-- DATA EXTRACT follows --

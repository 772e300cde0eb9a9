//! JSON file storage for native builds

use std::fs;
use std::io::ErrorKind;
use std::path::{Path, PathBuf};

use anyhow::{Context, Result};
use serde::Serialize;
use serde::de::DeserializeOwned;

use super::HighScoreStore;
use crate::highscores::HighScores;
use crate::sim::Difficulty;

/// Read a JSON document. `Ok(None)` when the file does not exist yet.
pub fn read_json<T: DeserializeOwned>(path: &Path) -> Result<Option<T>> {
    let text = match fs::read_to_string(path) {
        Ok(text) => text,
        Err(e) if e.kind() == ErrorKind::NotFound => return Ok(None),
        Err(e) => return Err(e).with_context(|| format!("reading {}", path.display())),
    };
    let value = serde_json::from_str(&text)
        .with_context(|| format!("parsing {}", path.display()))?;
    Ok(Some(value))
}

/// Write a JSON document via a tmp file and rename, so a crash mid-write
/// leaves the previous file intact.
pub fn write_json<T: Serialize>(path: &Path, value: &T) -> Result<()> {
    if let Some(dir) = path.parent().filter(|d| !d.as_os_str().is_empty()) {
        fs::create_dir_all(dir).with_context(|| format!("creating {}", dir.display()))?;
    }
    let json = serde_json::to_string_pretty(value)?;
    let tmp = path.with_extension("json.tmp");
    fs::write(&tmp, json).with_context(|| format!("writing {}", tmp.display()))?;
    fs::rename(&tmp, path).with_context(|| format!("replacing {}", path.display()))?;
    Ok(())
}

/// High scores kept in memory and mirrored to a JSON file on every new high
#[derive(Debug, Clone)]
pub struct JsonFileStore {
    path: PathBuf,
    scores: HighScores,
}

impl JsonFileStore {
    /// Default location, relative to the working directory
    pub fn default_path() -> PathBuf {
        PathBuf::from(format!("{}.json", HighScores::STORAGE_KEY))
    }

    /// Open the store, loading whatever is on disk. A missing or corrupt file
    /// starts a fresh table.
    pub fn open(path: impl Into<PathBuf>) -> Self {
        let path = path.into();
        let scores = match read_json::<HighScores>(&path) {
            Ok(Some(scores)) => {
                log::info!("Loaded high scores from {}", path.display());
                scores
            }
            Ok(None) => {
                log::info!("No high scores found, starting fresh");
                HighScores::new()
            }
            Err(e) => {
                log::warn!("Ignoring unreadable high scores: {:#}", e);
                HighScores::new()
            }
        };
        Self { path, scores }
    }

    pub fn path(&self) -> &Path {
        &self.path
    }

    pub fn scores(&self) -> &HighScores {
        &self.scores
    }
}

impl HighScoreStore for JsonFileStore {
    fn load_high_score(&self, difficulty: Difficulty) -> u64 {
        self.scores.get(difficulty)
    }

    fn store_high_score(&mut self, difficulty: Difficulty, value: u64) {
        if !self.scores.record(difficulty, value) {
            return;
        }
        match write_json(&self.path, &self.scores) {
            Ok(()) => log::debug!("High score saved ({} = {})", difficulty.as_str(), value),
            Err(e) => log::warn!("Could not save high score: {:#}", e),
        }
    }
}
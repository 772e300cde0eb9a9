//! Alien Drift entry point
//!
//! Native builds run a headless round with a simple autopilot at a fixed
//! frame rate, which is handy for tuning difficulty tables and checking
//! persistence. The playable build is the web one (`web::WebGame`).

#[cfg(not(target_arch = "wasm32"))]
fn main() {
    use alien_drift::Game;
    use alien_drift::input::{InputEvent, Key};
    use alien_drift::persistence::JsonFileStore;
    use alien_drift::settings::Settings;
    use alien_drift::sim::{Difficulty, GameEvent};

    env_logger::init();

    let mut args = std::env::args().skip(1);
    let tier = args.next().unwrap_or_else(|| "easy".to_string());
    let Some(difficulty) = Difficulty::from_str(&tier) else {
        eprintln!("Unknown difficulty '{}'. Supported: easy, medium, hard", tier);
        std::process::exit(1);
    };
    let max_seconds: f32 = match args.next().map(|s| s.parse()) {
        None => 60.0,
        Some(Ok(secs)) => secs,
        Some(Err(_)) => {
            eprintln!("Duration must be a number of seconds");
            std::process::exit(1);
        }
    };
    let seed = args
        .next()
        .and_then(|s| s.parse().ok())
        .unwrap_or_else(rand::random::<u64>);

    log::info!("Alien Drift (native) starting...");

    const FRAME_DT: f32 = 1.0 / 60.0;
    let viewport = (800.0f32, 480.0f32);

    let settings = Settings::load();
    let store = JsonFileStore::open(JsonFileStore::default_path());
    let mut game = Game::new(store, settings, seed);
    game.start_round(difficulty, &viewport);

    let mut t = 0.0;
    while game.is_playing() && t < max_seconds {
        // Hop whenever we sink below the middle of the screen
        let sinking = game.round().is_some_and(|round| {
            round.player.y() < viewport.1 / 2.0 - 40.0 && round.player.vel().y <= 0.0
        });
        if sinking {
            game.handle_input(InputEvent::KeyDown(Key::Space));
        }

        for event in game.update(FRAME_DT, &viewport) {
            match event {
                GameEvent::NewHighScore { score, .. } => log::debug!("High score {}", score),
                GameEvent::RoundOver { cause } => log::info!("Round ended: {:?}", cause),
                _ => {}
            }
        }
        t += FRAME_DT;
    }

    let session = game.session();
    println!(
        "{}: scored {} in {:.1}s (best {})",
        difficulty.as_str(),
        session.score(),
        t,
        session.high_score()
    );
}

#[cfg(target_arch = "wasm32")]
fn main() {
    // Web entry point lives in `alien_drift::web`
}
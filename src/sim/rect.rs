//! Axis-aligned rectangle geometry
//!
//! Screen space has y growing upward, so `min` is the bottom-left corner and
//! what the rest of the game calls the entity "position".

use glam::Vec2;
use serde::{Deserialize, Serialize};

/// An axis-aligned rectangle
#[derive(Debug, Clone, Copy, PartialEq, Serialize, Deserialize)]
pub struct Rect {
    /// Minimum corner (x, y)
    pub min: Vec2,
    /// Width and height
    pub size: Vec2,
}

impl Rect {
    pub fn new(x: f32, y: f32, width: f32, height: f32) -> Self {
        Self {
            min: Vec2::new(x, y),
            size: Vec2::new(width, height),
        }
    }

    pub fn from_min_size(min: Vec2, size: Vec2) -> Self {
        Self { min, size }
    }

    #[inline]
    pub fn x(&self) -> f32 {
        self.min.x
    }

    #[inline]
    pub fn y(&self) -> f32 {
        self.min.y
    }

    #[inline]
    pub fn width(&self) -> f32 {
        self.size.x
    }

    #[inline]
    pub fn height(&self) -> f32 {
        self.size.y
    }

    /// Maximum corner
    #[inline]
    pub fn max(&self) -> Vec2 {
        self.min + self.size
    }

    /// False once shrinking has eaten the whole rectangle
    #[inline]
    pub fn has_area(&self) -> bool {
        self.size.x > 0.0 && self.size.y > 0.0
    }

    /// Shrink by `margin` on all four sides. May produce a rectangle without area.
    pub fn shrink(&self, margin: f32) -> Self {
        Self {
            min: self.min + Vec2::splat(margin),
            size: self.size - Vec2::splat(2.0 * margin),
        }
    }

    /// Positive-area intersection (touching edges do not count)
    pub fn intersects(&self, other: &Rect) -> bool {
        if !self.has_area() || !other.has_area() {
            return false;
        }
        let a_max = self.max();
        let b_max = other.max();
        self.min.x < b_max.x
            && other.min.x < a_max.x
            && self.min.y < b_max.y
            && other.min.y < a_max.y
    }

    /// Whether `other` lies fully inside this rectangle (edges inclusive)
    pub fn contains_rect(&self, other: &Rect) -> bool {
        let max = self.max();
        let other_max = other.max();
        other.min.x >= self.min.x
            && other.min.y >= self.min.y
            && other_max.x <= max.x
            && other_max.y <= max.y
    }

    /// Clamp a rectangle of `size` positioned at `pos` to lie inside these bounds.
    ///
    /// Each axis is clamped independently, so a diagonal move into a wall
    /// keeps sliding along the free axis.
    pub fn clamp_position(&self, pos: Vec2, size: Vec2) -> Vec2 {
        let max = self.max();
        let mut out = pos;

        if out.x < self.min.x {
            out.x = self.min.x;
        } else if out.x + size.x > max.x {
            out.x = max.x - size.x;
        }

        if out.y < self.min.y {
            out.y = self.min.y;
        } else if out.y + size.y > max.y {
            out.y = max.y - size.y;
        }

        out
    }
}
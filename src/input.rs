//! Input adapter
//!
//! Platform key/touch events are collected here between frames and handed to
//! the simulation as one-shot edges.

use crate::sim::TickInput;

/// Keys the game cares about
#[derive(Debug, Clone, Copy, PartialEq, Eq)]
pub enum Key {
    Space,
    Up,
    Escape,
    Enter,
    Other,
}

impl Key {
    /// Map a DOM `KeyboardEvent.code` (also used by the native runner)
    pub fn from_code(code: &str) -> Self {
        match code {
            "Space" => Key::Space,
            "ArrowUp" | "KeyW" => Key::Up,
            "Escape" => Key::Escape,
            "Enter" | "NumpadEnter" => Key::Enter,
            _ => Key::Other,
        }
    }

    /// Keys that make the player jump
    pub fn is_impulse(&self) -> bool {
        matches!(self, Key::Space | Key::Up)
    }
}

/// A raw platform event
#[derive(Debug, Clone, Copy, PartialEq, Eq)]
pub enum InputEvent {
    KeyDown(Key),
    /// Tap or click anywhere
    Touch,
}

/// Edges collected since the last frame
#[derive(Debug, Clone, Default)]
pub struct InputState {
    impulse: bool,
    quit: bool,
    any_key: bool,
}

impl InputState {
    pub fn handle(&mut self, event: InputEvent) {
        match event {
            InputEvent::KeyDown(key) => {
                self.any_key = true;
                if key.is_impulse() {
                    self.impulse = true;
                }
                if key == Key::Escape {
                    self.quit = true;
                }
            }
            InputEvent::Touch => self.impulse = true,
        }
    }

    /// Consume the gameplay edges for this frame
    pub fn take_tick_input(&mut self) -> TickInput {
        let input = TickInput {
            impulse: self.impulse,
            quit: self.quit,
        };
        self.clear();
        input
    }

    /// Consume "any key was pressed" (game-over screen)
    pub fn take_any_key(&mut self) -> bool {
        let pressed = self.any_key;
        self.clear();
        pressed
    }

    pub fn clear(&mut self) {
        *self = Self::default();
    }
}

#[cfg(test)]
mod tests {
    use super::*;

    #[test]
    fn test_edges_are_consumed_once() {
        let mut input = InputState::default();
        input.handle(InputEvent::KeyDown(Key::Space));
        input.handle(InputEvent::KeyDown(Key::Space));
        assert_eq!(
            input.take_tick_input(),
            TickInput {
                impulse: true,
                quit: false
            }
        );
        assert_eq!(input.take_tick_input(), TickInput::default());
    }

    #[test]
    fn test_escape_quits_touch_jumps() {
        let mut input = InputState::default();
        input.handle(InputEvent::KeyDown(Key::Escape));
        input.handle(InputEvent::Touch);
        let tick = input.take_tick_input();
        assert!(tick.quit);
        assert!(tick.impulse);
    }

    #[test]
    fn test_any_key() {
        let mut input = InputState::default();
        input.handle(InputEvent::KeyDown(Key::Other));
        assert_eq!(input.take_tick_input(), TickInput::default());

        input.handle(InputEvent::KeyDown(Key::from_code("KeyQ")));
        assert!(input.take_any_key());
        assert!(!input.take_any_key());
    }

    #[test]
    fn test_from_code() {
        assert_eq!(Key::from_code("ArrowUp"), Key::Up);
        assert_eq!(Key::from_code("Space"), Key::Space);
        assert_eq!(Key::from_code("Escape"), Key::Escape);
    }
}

-- DATA EXTRACT concluded --

PROBLEM TO SOLVE
Copy out, word for word, the part of the entries above that begins at the line with "inside these bounds." and ends at the line with "as one-shot edges.", including both.

EXPECTED ANSWER
    /// Clamp a rectangle of `size` positioned at `pos` to lie inside these bounds.
    ///
    /// Each axis is clamped independently, so a diagonal move into a wall
    /// keeps sliding along the free axis.
    pub fn clamp_position(&self, pos: Vec2, size: Vec2) -> Vec2 {
        let max = self.max();
        let mut out = pos;

        if out.x < self.min.x {
            out.x = self.min.x;
        } else if out.x + size.x > max.x {
            out.x = max.x - size.x;
        }

        if out.y < self.min.y {
            out.y = self.min.y;
        } else if out.y + size.y > max.y {
            out.y = max.y - size.y;
        }

        out
    }
}
filename src/input.rs
//! Input adapter
//!
//! Platform key/touch events are collected here between frames and handed to
//! the simulation as one-shot edges.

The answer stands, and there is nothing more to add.